I always say I wish I could go back to college to re-learn everything that my Integrated Marketing Communications degree has to offer now that the world is so different! We get very stuck in our own little worlds that it’s hard to see outside of that sometimes. So my experience being away for seven months was a learning lesson for me. It also put a lot in perspective. I went back to work for a luxury brand. I was initially excited to, “Only gave to worry about clients & selling.” I wanted to take the risk away, stop investing my own money for a while (that comes with a lot of worry and stress at times), and just invest my TIME doing the piece I loved so much; styling clients. Well, all that glitters is not gold and said job turned out to be the perfect storm to send me right back to all of YOU! The company essentially wanted you to run your business within the business, and I realized I mind as well go back to what Ioved with REAL kind& supportive women. I was lucky to find all of you, it is rough out there!! This experience made me really miss not only my clients, but the small business community. The clientele there made me remember why I started Style Snob, to serve the everyday woman/momma through my love of fashion and styling. I just love meeting genuine, kind, NORMAL women. Women who just simply want to feel cute and comfy for their kid’s school events, for office parties, work and all of life’s special moments. Women who appreciate the value I can bring to their life with not just my selections, but the genuine friendship and sense of community Style Snob offers. I am so thankful for this community. I always knew I was lucky to have that, but my experience away heightened my appreciation. The love I still had in there for my business and all of you began to outweigh the FEAR that caved in on me.
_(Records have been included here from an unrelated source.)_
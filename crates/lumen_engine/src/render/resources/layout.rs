//! Vertex buffer layout descriptions
//!
//! A [`BufferLayout`] tells the backend how the bytes of one interleaved
//! vertex are split into shader attributes. Offsets and stride are derived
//! from the element list, so the element order must match the field order of
//! the `#[repr(C)]` vertex struct it describes.

/// Scalar/vector/matrix type of a single vertex attribute
#[derive(Debug, Clone, Copy, PartialEq, Eq, Hash)]
pub enum ShaderDataType {
    /// `float`
    Float,
    /// `vec2`
    Float2,
    /// `vec3`
    Float3,
    /// `vec4`
    Float4,
    /// `mat3`
    Mat3,
    /// `mat4`
    Mat4,
    /// `int`
    Int,
    /// `ivec2`
    Int2,
    /// `ivec3`
    Int3,
    /// `ivec4`
    Int4,
    /// `bool`
    Bool,
}

impl ShaderDataType {
    /// Size in bytes
    pub const fn size(self) -> u32 {
        match self {
            Self::Float | Self::Int => 4,
            Self::Float2 | Self::Int2 => 4 * 2,
            Self::Float3 | Self::Int3 => 4 * 3,
            Self::Float4 | Self::Int4 => 4 * 4,
            Self::Mat3 => 4 * 3 * 3,
            Self::Mat4 => 4 * 4 * 4,
            Self::Bool => 1,
        }
    }

    /// Components per attribute location
    pub const fn component_count(self) -> u32 {
        match self {
            Self::Float | Self::Int | Self::Bool => 1,
            Self::Float2 | Self::Int2 => 2,
            Self::Float3 | Self::Int3 | Self::Mat3 => 3,
            Self::Float4 | Self::Int4 | Self::Mat4 => 4,
        }
    }

    /// Attribute locations consumed; matrices take one per column
    pub const fn location_count(self) -> u32 {
        match self {
            Self::Mat3 => 3,
            Self::Mat4 => 4,
            _ => 1,
        }
    }

    /// Whether the attribute is fed through the integer attribute path
    pub const fn is_integer(self) -> bool {
        matches!(self, Self::Int | Self::Int2 | Self::Int3 | Self::Int4 | Self::Bool)
    }
}

/// One named attribute inside a vertex
#[derive(Debug, Clone, PartialEq, Eq)]
pub struct BufferElement {
    /// Attribute name as written in the shader
    pub name: String,
    /// Attribute type
    pub data_type: ShaderDataType,
    /// Size in bytes
    pub size: u32,
    /// Byte offset from the start of the vertex
    pub offset: u32,
    /// Normalize integer data into [0, 1] when converted to float
    pub normalized: bool,
}

impl BufferElement {
    /// Create a non-normalized element; the offset is filled in by the layout
    pub fn new(data_type: ShaderDataType, name: impl Into<String>) -> Self {
        Self {
            name: name.into(),
            data_type,
            size: data_type.size(),
            offset: 0,
            normalized: false,
        }
    }

    /// Mark the element as normalized
    pub fn normalized(mut self) -> Self {
        self.normalized = true;
        self
    }
}

/// Ordered attribute list with computed offsets and stride
#[derive(Debug, Clone, PartialEq, Eq, Default)]
pub struct BufferLayout {
    elements: Vec<BufferElement>,
    stride: u32,
}

impl BufferLayout {
    /// Build a layout, computing each element's offset and the total stride
    pub fn new(mut elements: Vec<BufferElement>) -> Self {
        let mut offset = 0;
        for element in &mut elements {
            element.offset = offset;
            offset += element.size;
        }
        Self { elements, stride: offset }
    }

    /// Elements in declaration order
    pub fn elements(&self) -> &[BufferElement] {
        &self.elements
    }

    /// Bytes between consecutive vertices
    pub fn stride(&self) -> u32 {
        self.stride
    }

    /// Total attribute locations consumed by the layout
    pub fn location_count(&self) -> u32 {
        self.elements.iter().map(|e| e.data_type.location_count()).sum()
    }

    /// Whether the layout has no elements
    pub fn is_empty(&self) -> bool {
        self.elements.is_empty()
    }
}

#[cfg(test)]
mod tests {
    use super::*;

    #[test]
    fn test_offsets_and_stride() {
        let layout = BufferLayout::new(vec![
            BufferElement::new(ShaderDataType::Float3, "a_Position"),
            BufferElement::new(ShaderDataType::Float4, "a_Color"),
            BufferElement::new(ShaderDataType::Float2, "a_TexCoord"),
            BufferElement::new(ShaderDataType::Int, "a_EntityID"),
        ]);

        let offsets: Vec<u32> = layout.elements().iter().map(|e| e.offset).collect();
        assert_eq!(offsets, vec![0, 12, 28, 36]);
        assert_eq!(layout.stride(), 40);
    }

    #[test]
    fn test_matrix_attributes_span_locations() {
        let layout = BufferLayout::new(vec![
            BufferElement::new(ShaderDataType::Mat4, "a_Model"),
            BufferElement::new(ShaderDataType::Float, "a_Fade"),
        ]);
        assert_eq!(layout.location_count(), 5);
        assert_eq!(layout.stride(), 68);
    }

    #[test]
    fn test_empty_layout() {
        let layout = BufferLayout::default();
        assert!(layout.is_empty());
        assert_eq!(layout.stride(), 0);
    }
}
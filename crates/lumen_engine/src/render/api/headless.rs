//! Headless recording backend
//!
//! Implements [`GraphicsBackend`] without a GPU. Resources live in slot maps,
//! buffer and texture contents are kept in CPU memory, and every state change
//! or draw is appended to a command log. Tests and tooling inspect the log to
//! check exactly what the renderer asked the GPU to do.

use std::cell::RefCell;
use std::collections::HashMap;

use slotmap::SlotMap;

use super::backend::{BackendError, BackendResult, GraphicsApi, GraphicsBackend};
use super::types::{
    AttachmentPoint, BlendMode, BufferDescriptor, BufferId, BufferKind, ClearFlags, CullMode,
    FramebufferId, FramebufferStatus, PrimitiveTopology, ShaderDescriptor, ShaderId, StencilOp,
    TextureDescriptor, TextureFormat, TextureId, UniformValue, VertexArrayId,
};
use crate::foundation::math::Vec4;
use crate::render::resources::layout::BufferLayout;

/// Texture units exposed by the headless backend
pub const HEADLESS_TEXTURE_UNITS: u32 = 32;

/// One recorded backend call
#[derive(Debug, Clone, PartialEq)]
pub enum BackendCommand {
    /// Buffer created
    CreateBuffer {
        /// New buffer
        id: BufferId,
        /// Binding point
        kind: BufferKind,
        /// Size in bytes
        size: usize,
    },
    /// Buffer released
    DeleteBuffer(BufferId),
    /// Sub-range upload
    UploadSubData {
        /// Target buffer
        buffer: BufferId,
        /// Byte offset
        offset: usize,
        /// Bytes written
        size: usize,
    },
    /// Vertex array created
    CreateVertexArray(VertexArrayId),
    /// Vertex array released
    DeleteVertexArray(VertexArrayId),
    /// Vertex array bound
    BindVertexArray(VertexArrayId),
    /// Texture created
    CreateTexture {
        /// New texture
        id: TextureId,
        /// Creation parameters
        descriptor: TextureDescriptor,
    },
    /// Texture released
    DeleteTexture(TextureId),
    /// Texture bound to a slot
    BindTexture {
        /// Bound texture
        texture: TextureId,
        /// Sampler slot
        slot: u32,
    },
    /// Framebuffer created
    CreateFramebuffer(FramebufferId),
    /// Framebuffer released
    DeleteFramebuffer(FramebufferId),
    /// Render target changed
    BindFramebuffer(Option<FramebufferId>),
    /// Program made current
    EnableShader(ShaderId),
    /// Uniform written
    SetUniform {
        /// Target program
        shader: ShaderId,
        /// Uniform name
        name: String,
        /// Written value
        value: UniformValue,
    },
    /// Viewport changed
    SetViewport {
        /// Left edge
        x: u32,
        /// Bottom edge
        y: u32,
        /// Width in pixels
        width: u32,
        /// Height in pixels
        height: u32,
    },
    /// Clear color changed
    SetClearColor(Vec4),
    /// Target cleared
    Clear(ClearFlags),
    /// Indexed draw
    DrawIndexed {
        /// Vertex array used
        vertex_array: VertexArrayId,
        /// Indices consumed
        index_count: u32,
    },
    /// Non-indexed draw
    DrawArrays {
        /// Vertex array used
        vertex_array: VertexArrayId,
        /// Assembly mode
        topology: PrimitiveTopology,
        /// Vertices consumed
        vertex_count: u32,
    },
    /// Line width changed
    SetLineWidth(f32),
    /// Blending changed
    SetBlend(BlendMode),
    /// Culling changed
    SetCullFace(CullMode),
    /// Depth test toggled
    SetDepthTest(bool),
    /// Depth writes toggled
    SetDepthMask(bool),
    /// Stencil op changed
    SetStencilOp {
        /// Operation on pass
        op: StencilOp,
        /// Reference value
        reference: i32,
    },
}

#[derive(Debug)]
struct BufferRecord {
    descriptor: BufferDescriptor,
    data: Vec<u8>,
}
So, that passion fueled my purpose once again. I honestly prayed on it & asked that silly universe to guide me towards what’s meant for me once again. I did this seven years ago when I decided to put 12k of merchandise on my credit card and “go for it.” I paid off the credit card in less than 90 days and turned a profit. I was in business! I always said I’d get on myself again and again. That girl was still in there, she just had to find her way back to herself.
And find herself back to all of YOU. My girls. I’ve enjoyed getting to know each and every one of you over the years. My cup is so full having met so many more #stylesnobs over the summer. I started this business because I knew I had the magic to make other women feel good in not just their clothing, but their skin. I also knew I had the grit & work ethic to get me through.
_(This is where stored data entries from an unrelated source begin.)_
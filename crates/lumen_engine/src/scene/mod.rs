//! Scene management
//!
//! Entities are slotmap keys. Every component type lives in its own
//! [`SecondaryMap`], so removing an entity invalidates its key everywhere
//! at once. The renderers only read the scene; drawing is driven by
//! `on_render_runtime` and `on_render_editor`.

pub mod components;

use slotmap::{new_key_type, Key, SecondaryMap, SlotMap};

pub use components::{
    CameraComponent, CircleRendererComponent, LightSourceComponent, MeshRendererComponent, SkyboxComponent,
    SpriteRendererComponent, TextComponent, TransformComponent,
};

use crate::foundation::math::Mat4;
use crate::render::camera::{EditorCamera, SceneCamera};
use crate::render::context::{RendererContext, SceneView};
use crate::render::renderer3d::LightKind;
use crate::render::RenderResult;

new_key_type! {
    /// Entity handle
    pub struct Entity;
}

/// Component type stored in a [`Scene`]
pub trait Component: Sized + 'static {
    /// Storage for this component type
    fn storage(scene: &Scene) -> &SecondaryMap<Entity, Self>;

    /// Mutable storage for this component type
    fn storage_mut(scene: &mut Scene) -> &mut SecondaryMap<Entity, Self>;
}

macro_rules! impl_component {
    ($($component:ty => $field:ident),* $(,)?) => {
        $(
            impl Component for $component {
                fn storage(scene: &Scene) -> &SecondaryMap<Entity, Self> {
                    &scene.$field
                }

                fn storage_mut(scene: &mut Scene) -> &mut SecondaryMap<Entity, Self> {
                    &mut scene.$field
                }
            }
        )*
    };
}

impl_component! {
    TransformComponent => transforms,
    SpriteRendererComponent => sprites,
    CircleRendererComponent => circles,
    TextComponent => texts,
    LightSourceComponent => lights,
    MeshRendererComponent => meshes,
    CameraComponent => cameras,
    SkyboxComponent => skyboxes,
}

/// Entities and their components
#[derive(Debug, Default)]
pub struct Scene {
    entities: SlotMap<Entity, String>,
    transforms: SecondaryMap<Entity, TransformComponent>,
    sprites: SecondaryMap<Entity, SpriteRendererComponent>,
    circles: SecondaryMap<Entity, CircleRendererComponent>,
    texts: SecondaryMap<Entity, TextComponent>,
    lights: SecondaryMap<Entity, LightSourceComponent>,
    meshes: SecondaryMap<Entity, MeshRendererComponent>,
    cameras: SecondaryMap<Entity, CameraComponent>,
    skyboxes: SecondaryMap<Entity, SkyboxComponent>,
    viewport: (u32, u32),
}

impl Scene {
    /// Empty scene
    pub fn new() -> Self {
        Self::default()
    }

    // === Entities ===

    /// Create a named entity with an identity transform
    pub fn create_entity(&mut self, name: impl Into<String>) -> Entity {
        let entity = self.entities.insert(name.into());
        self.transforms.insert(entity, TransformComponent::default());
        entity
    }

    /// Remove an entity and all its components
    pub fn destroy_entity(&mut self, entity: Entity) -> bool {
        if self.entities.remove(entity).is_none() {
            return false;
        }
        self.transforms.remove(entity);
        self.sprites.remove(entity);
        self.circles.remove(entity);
        self.texts.remove(entity);
        self.lights.remove(entity);
        self.meshes.remove(entity);
        self.cameras.remove(entity);
        self.skyboxes.remove(entity);
        true
    }

    /// Whether `entity` is alive
    pub fn contains(&self, entity: Entity) -> bool {
        self.entities.contains_key(entity)
    }

    /// Name given at creation
    pub fn name(&self, entity: Entity) -> Option<&str> {
        self.entities.get(entity).map(String::as_str)
    }

    /// Live entities
    pub fn entity_count(&self) -> usize {
        self.entities.len()
    }

    /// Integer id written into vertex data for picking
    pub fn entity_id(entity: Entity) -> i32 {
        // Lower 32 bits of the ffi form are the slot index.
        (entity.data().as_ffi() & 0xffff_ffff) as i32
    }

    // === Components ===

    /// Attach or replace a component; returns `None` for a dead entity
    pub fn add_component<C: Component>(&mut self, entity: Entity, component: C) -> Option<&mut C> {
        if !self.contains(entity) {
            return None;
        }
        let storage = C::storage_mut(self);
        storage.insert(entity, component);
        storage.get_mut(entity)
    }

    /// Detach a component
    pub fn remove_component<C: Component>(&mut self, entity: Entity) -> Option<C> {
        C::storage_mut(self).remove(entity)
    }

    /// Component of `entity`
    pub fn get<C: Component>(&self, entity: Entity) -> Option<&C> {
        C::storage(self).get(entity)
    }

    /// Mutable component of `entity`
    pub fn get_mut<C: Component>(&mut self, entity: Entity) -> Option<&mut C> {
        C::storage_mut(self).get_mut(entity)
    }

    /// Whether `entity` has a `C`
    pub fn has<C: Component>(&self, entity: Entity) -> bool {
        C::storage(self).contains_key(entity)
    }

    /// Entities with both a transform and a `C`, in slot order
    pub fn view<C: Component>(&self) -> impl Iterator<Item = (Entity, &TransformComponent, &C)> {
        C::storage(self)
            .iter()
            .filter_map(move |(entity, component)| self.transforms.get(entity).map(|t| (entity, t, component)))
    }

    /// First shadow-casting directional light
    pub fn shadow_light(&self) -> Option<(Entity, &TransformComponent, &LightSourceComponent)> {
        self.view::<LightSourceComponent>()
            .find(|(_, _, l)| l.light.kind == LightKind::Directional && l.light.cast_shadows)
    }

    /// First primary camera with a transform
    pub fn primary_camera(&self) -> Option<(Entity, &TransformComponent, &CameraComponent)> {
        self.view::<CameraComponent>().find(|(_, _, c)| c.primary)
    }

    // === Frame entry points ===

    /// Render through the primary camera
    ///
    /// Returns `false` when nothing was drawn, either because the scene has
    /// no primary camera or because the window is minimized.
    pub fn on_render_runtime(&self, context: &mut RendererContext) -> RenderResult<bool> {
        let Some((_, transform, camera)) = self.primary_camera() else {
            log::trace!("No primary camera; skipping runtime render");
            return Ok(false);
        };
        let camera: &SceneCamera = &camera.camera;
        let transform: Mat4 = transform.to_matrix();
        context.render_frame(self, &SceneView::Runtime { camera, transform })
    }

    /// Render through an editor camera
    pub fn on_render_editor(&self, context: &mut RendererContext, camera: &EditorCamera) -> RenderResult<bool> {
        context.render_frame(self, &SceneView::Editor(camera))
    }

    /// Resize every camera that follows the viewport
    pub fn on_viewport_resize(&mut self, width: u32, height: u32) {
        if width == 0 || height == 0 {
            return;
        }
        self.viewport = (width, height);
        for camera in self.cameras.values_mut() {
            if !camera.fixed_aspect_ratio {
                camera.camera.set_viewport_size(width, height);
            }
        }
    }

    /// Last non-zero viewport size
    pub fn viewport(&self) -> (u32, u32) {
        self.viewport
    }
}

#[cfg(test)]
mod tests {
    use super::*;
    use crate::foundation::math::{Vec3, Vec4};
    use crate::render::renderer3d::LightSource;
    use approx::assert_relative_eq;

    #[test]
    fn test_destroy_removes_components() {
        let mut scene = Scene::new();
        let entity = scene.create_entity("Player");
        scene.add_component(entity, SpriteRendererComponent::new(Vec4::new(1.0, 0.0, 0.0, 1.0)));
        assert!(scene.has::<TransformComponent>(entity));
        assert_eq!(scene.name(entity), Some("Player"));

        assert!(scene.destroy_entity(entity));
        assert!(!scene.has::<SpriteRendererComponent>(entity));
        assert!(scene.add_component(entity, CircleRendererComponent::default()).is_none());
        assert!(!scene.destroy_entity(entity));
        assert_eq!(scene.entity_count(), 0);
    }

    #[test]
    fn test_view_requires_transform() {
        let mut scene = Scene::new();
        let a = scene.create_entity("a");
        let b = scene.create_entity("b");
        scene.add_component(a, CircleRendererComponent::default());
        scene.add_component(b, CircleRendererComponent::default());
        scene.remove_component::<TransformComponent>(b);

        let seen: Vec<Entity> = scene.view::<CircleRendererComponent>().map(|(e, _, _)| e).collect();
        assert_eq!(seen, vec![a]);
    }

    #[test]
    fn test_shadow_light_skips_non_casters() {
        let mut scene = Scene::new();
        let plain = scene.create_entity("sun");
        scene.add_component(plain, LightSourceComponent::from(LightSource::directional(Vec3::new(1.0, 1.0, 1.0), 1.0)));
        assert!(scene.shadow_light().is_none());

        let caster = scene.create_entity("caster");
        scene.add_component(
            caster,
            LightSourceComponent::from(LightSource::directional(Vec3::new(1.0, 1.0, 1.0), 1.0).with_shadows(true)),
        );
        assert_eq!(scene.shadow_light().map(|(e, _, _)| e), Some(caster));
    }

    #[test]
    fn test_viewport_resize_respects_fixed_aspect() {
        let mut scene = Scene::new();
        let free = scene.create_entity("free");
        let fixed = scene.create_entity("fixed");
        scene.add_component(free, CameraComponent::primary(SceneCamera::default()));
        scene.add_component(
            fixed,
            CameraComponent {
                fixed_aspect_ratio: true,
                ..Default::default()
            },
        );

        scene.on_viewport_resize(1000, 500);
        assert_relative_eq!(scene.get::<CameraComponent>(free).unwrap().camera.aspect_ratio(), 2.0);
        assert_relative_eq!(
            scene.get::<CameraComponent>(fixed).unwrap().camera.aspect_ratio(),
            16.0 / 9.0
        );
    }

    #[test]
    fn test_entity_ids_are_slot_indices() {
        let mut scene = Scene::new();
        let first = scene.create_entity("first");
        let second = scene.create_entity("second");
        assert_ne!(Scene::entity_id(first), Scene::entity_id(second));
        assert!(Scene::entity_id(first) >= 0);
    }
}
So that is what I hope to do for another seven years, keep my head up and focus on the magic my business can bring the world.
So that is my little diary piece for all of you…for now. I have a lot more I’d like to share in the weeks to come. If you made it this far in the blog, thank you. I don’t know if what I poured out makes sense to you, but I felt in my heart I wanted to share more of the recent struggle and how I ended up back where I belong after seven months away. So hopefully this truly is my “Lucky #7.”
Seven years as Style Snob LLC., I may have taken a break but we will say it was for “furthering education” so I could come back inspired & stronger than ever!
Cheers to another seven with all my girls!